# Opinions on this stud.



## bigpoodleperson (Jul 14, 2009)

http://avalonpoodles.tripod.com/id11.html

Ch. Avalons Atlantis (Tyler)

He actually looks really good to me. Good pedigree (perhaps a little linebred?), good health testing, he is 9-10 years old and obviously still in great health. He will be the sire of a possible litter i am considering.


----------



## bigredpoodle (Sep 13, 2009)

He is beautiful !


----------



## cbrand (Aug 9, 2009)

I think he is lovely. As a BIS winner, though, he has not been used a lot. Why? Perhaps it is just because his owner is very, very picky about who she breeds him to. 

Health wise, he looks good. At age 10 you sure have the opportunity to go out and talk to some of the other breeders who have used him over the years to ask about what he produced. Looking back into his pedigree, I would think that SA and possibly Bloat (Gordon) might be your biggest concern.


----------



## Winnow (Jan 2, 2010)

He looks good, he is 10 turns 11 this year 
Is see on PHR that a lot of dogs in his pedigree have produced SA

do you have a picture of your female?


----------



## bigpoodleperson (Jul 14, 2009)

> do you have a picture of your female?


No, i am not breeding TO him!  I am looking into getting a puppy from a breeding he will sire.


----------



## ArreauStandardPoodle (Sep 1, 2009)

He is a very handsome boy!!! I have not gone and looked at his pedigree or health related things on PHR, but he is definately a looker!!


----------



## Winnow (Jan 2, 2010)

bigpoodleperson said:


> No, i am not breeding TO him!  I am looking into getting a puppy from a breeding he will sire.
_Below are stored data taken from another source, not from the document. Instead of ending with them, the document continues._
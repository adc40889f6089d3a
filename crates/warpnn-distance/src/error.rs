//! Error types for series validation, kernel inputs and preprocessing.

/// Errors from series construction, distance computation and preprocessing.
#[derive(Debug, Clone, PartialEq, thiserror::Error)]
pub enum DistanceError {
    /// Returned when an empty slice is provided as a time series.
    #[error("time series must be non-empty")]
    EmptySeries,

    /// Returned when a time series contains NaN, infinity, or negative infinity.
    #[error("time series contains non-finite value at index {index}")]
    NonFiniteValue {
        /// Position of the first non-finite value found.
        index: usize,
    },

    /// Returned by lock-step families (Euclidean, WDTW) when the two series differ in length.
    #[error("series lengths differ: {left} vs {right}")]
    LengthMismatch {
        /// Length of the first series.
        left: usize,
        /// Length of the second series.
        right: usize,
    },

    /// Returned when a measure parameter is out of its admissible range.
    #[error("invalid value {value} for parameter `{name}`")]
    InvalidParameter {
        /// Parameter name as used by the measure constructor.
        name: &'static str,
        /// The rejected value.
        value: f64,
    },

    /// Returned when a series is too short for the derivative transform.
    #[error("derivative requires at least 3 values, got {len}")]
    TooShort {
        /// Length of the rejected series.
        len: usize,
    },

    /// Returned when z-normalizing a series with zero variance.
    #[error("cannot z-normalize constant series of length {n} (value {value})")]
    ConstantSeries {
        /// Length of the series.
        n: usize,
        /// The repeated value.
        value: f64,
    },
}

/// Reject parameters that are NaN or infinite.
pub(crate) fn require_finite(name: &'static str, value: f64) -> Result<f64, DistanceError> {
    if value.is_finite() {
        Ok(value)
    } else {
        Err(DistanceError::InvalidParameter { name, value })
    }
}

/// Reject parameters that are negative, NaN or infinite.
pub(crate) fn require_non_negative(name: &'static str, value: f64) -> Result<f64, DistanceError> {
    if value.is_finite() && value >= 0.0 {
        Ok(value)
    } else {
        Err(DistanceError::InvalidParameter { name, value })
    }
}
ok well then I will change the question. Who is the dam of the litter?


----------



## taxtell (Sep 17, 2009)

Hey, that's in my neck of the woods...kinda. 


When I was looking for a poodle, before I decided to rescue, the Greater Milwaukee Poodle Club actually referred me to Avalon.


----------



## Moxie (Jan 25, 2010)

He is a beautiful dog,no doubt! I guess I would ask,you are getting a pup for a pet or for possible breeding some day? I took a quick peek at the pedigree on poodle pedigree. I do know there are some health issues with some of the lines in there,but in EVERY std poodle as well.LOL On the Health Registry you could find some more info on this. For some reason,without looking, Lake Cove is ringing a bell and Pinafore President. I do know there are health issues in Whisperwind,Magnum PI and Eaton Affirmed. But,heck,they are OLD big time dogs back there and they are in some of my pedigrees too.LOL It is an impressive pedigree and tested lines.It is just some of the health issues are not things there are tests for.My first boy Ryan,had these dogs in his pedigree and we just lost him in 07 just before his 14th B-Day!! I'm sure you will LOVE a puppy from that boy! Good Luck!! Moxie


----------



## bigpoodleperson (Jul 14, 2009)

Thanks. I am looking for a pet performance poodle.


----------